It is well known in today’s economy that maintaining a good personal credit rating is a good idea. It matters when you want to rent an apartment, set up a telephone subscription, rent a car, take out a loan or have a job where you have to deal with cash. It also affects you as a business owner and can have an impact on your company’s financial opportunities.
A good credit rating in business relationships works in almost the same way. So let’s look at how you can maximize your efforts to ensure your business grows.
How does your credit rating affect your business?
Let’s face it: maintaining a good credit rating is an ongoing task and nobody wants to leave. In addition to helping to build a good reputation with your business partners, your credit rating can increase your chances of accessing capital so you can control business risks and your cash flow.
At Ferratum, we work with thousands of SMEs every month. We can guarantee that the best way you can improve your ability to obtain working capital just when you need it is to improve your credit rating through assessment, planning and following a strategy.
We recommend that you take a closer look at the steps below to improve and manage your credit rating.
1. Responsible management of your business finances
You probably already know – or have an idea of - how your credit rating is assessed, and you may have already established some processes for how to maintain and improve your credit rating.
Managing your finances responsibly is, according to many professional advisers, the best way to consolidate a positive credit rating.
But what does that mean? In short, you should strive to always pay your suppliers on time.
This is of great importance to your creditworthiness, because payment history is crucial to obtaining a positive credit rating.
2. Overview of your finances
It is good business practice for an entrepreneur to have a minimum of insight into tax matters and accounting. At the same time, it is of course smartest to leave all accounting transactions to your accountant. Understanding and maintaining a healthy liquidity and solvency will help you be prepared for unforeseen expenses and situations.
3. It is a bad idea to disregard your personal credit rating
Your personal credit rating over time is still an important factor in assessing your company’s credit rating – especially in the beginning.
You can improve your company’s financial position by managing your corporate and personal finances in a healthy way. Therefore, maintaining a good personal credit rating is important.

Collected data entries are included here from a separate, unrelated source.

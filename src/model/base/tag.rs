use super::ExternalDoc;
use crate::error::Result;
use crate::index::SpecIndex;
use crate::model::labels::{DESCRIPTION_LABEL, EXTERNAL_DOCS_LABEL, NAME_LABEL};
use crate::model::{
    extract_extensions, extract_field, extract_object, Buildable, Extensions, HasExtensions, Node,
    NodeReference,
};
use std::sync::Arc;

/// Metadata for a tag used by operations.
#[derive(Debug, Clone, Default)]
pub struct Tag {
    pub name: Option<NodeReference<String>>,
    pub description: Option<NodeReference<String>>,
    pub external_docs: Option<NodeReference<ExternalDoc>>,
    pub extensions: Extensions,
}

impl Buildable for Tag {
    fn build(&mut self, root: &Arc<Node>, idx: &SpecIndex) -> Result<()> {
        self.name = extract_field(NAME_LABEL, root)?;
        self.description = extract_field(DESCRIPTION_LABEL, root)?;
        self.extensions = extract_extensions(root);
        self.external_docs = extract_object(EXTERNAL_DOCS_LABEL, root, idx)?;
        Ok(())
    }
}

impl HasExtensions for Tag {
    fn extensions(&self) -> &Extensions {
        &self.extensions
    }
}
//! **A library for reading and comparing OpenAPI and Swagger documents.**
//!
//! `oas-tools` turns an OpenAPI 3.0/3.1 or Swagger 2.0 document into a typed
//! object graph in which every value remembers the line and column it came
//! from, resolves `$ref` pointers (including circular ones, when allowed),
//! and compares two versions of a document into a report of what changed
//! and which of those changes break existing clients.
//!
//! ## Core Concepts & Modules
//!
//! - **[`parsers`]**: YAML or JSON text to a position-aware [`model::Node`] tree,
//!   plus version detection.
//! - **[`index`]**: the [`SpecIndex`], which catalogs and resolves references
//!   for one document.
//! - **[`model`]**: reference wrappers, the [`Buildable`] protocol and the
//!   typed objects for each version ([`model::v3`], [`model::v2`]).
//! - **[`diff`]**: the change model and one comparator per object type.
//! - **[`pipeline`]**: the stages above chained together.
//!
//! ## Getting Started: Building a Document
//!
//! ```
//! use oas_tools::{build_document_str, BuildConfig};
//!
//! fn main() -> Result<(), Box<dyn std::error::Error>> {
//!     let yaml = "openapi: 3.1.0\ninfo:\n  title: Pets\n  version: 1.0.0\npaths:\n  /pets: {}\n";
//!     let built = build_document_str(yaml, &BuildConfig::default())?;
//!
//!     let doc = built.as_openapi3().ok_or("not OpenAPI 3")?;
//!     let title = doc.info.as_ref().and_then(|i| i.value.title.as_ref()).ok_or("no title")?;
//!     println!("'{}' at line {}, {} paths", title.value, title.line(), doc.path_count());
//!     Ok(())
//! }
//! ```
//!
//! ### Comparing Two Versions
//!
//! ```
//! use oas_tools::{compare_documents_str, BuildConfig, Changed};
//!
//! fn main() -> Result<(), Box<dyn std::error::Error>> {
//!     let old = "openapi: 3.1.0\npaths:\n  /pets: {}\n  /users: {}\n";
//!     let new = "openapi: 3.1.0\npaths:\n  /pets: {}\n";
//!
//!     if let Some(report) = compare_documents_str(old, new, &BuildConfig::default())? {
//!         println!(
//!             "{} changes, {} breaking",
//!             report.total_changes(),
//!             report.total_breaking_changes()
//!         );
//!     }
//!     Ok(())
//! }
//! ```

// Lint to discourage unwrap() in production code - prefer explicit error handling
#![warn(clippy::unwrap_used)]
#![allow(
    clippy::missing_errors_doc,
    clippy::missing_panics_doc,
    // `left`/`right` and `l`/`r` pairs are clear in comparators
    clippy::similar_names,
    // Comparator helpers take one breaking flag per direction
    clippy::fn_params_excessive_bools,
    clippy::too_many_arguments
)]

pub mod config;
pub mod diff;
pub mod error;
pub mod index;
pub mod model;
pub mod parsers;
pub mod pipeline;

// Re-export main types for convenience
pub use config::{BuildConfig, BuildConfigBuilder, ConfigError, Validatable};
pub use diff::{compare_documents, Change, ChangeType, Changed, DocumentChanges};
pub use error::{ErrorContext, OasError, Result};
pub use index::{DocumentResolver, SpecIndex};
pub use model::{Buildable, KeyReference, Node, NodeReference, ValueReference};
pub use parsers::{parse_document, parse_document_str, SpecVersion};
pub use pipeline::{build_document, build_document_str, compare_documents_str, BuiltDocument};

You can begin by developing a routine where you check your personal and business creditworthiness and ensure that the information provided is accurate.
4. Create a business account
It is also important to keep your private and business accounts separate. This means separate bank accounts and separate credit cards.
5. Strive to maintain a consistent corporate identity
If you want your business to be perceived as a professional business, you should maintain the same identity in all your communications. For example, check that you use the same company name, address and phone number in all correspondence, invoices and marketing materials as well as on social media.
It’s not a simple task when you think about how many online tools you use on a daily basis, but if you are consistent, it helps you separate your business identity from your personal identity, making it easier for corporate credit institutions to get accurate information about your business.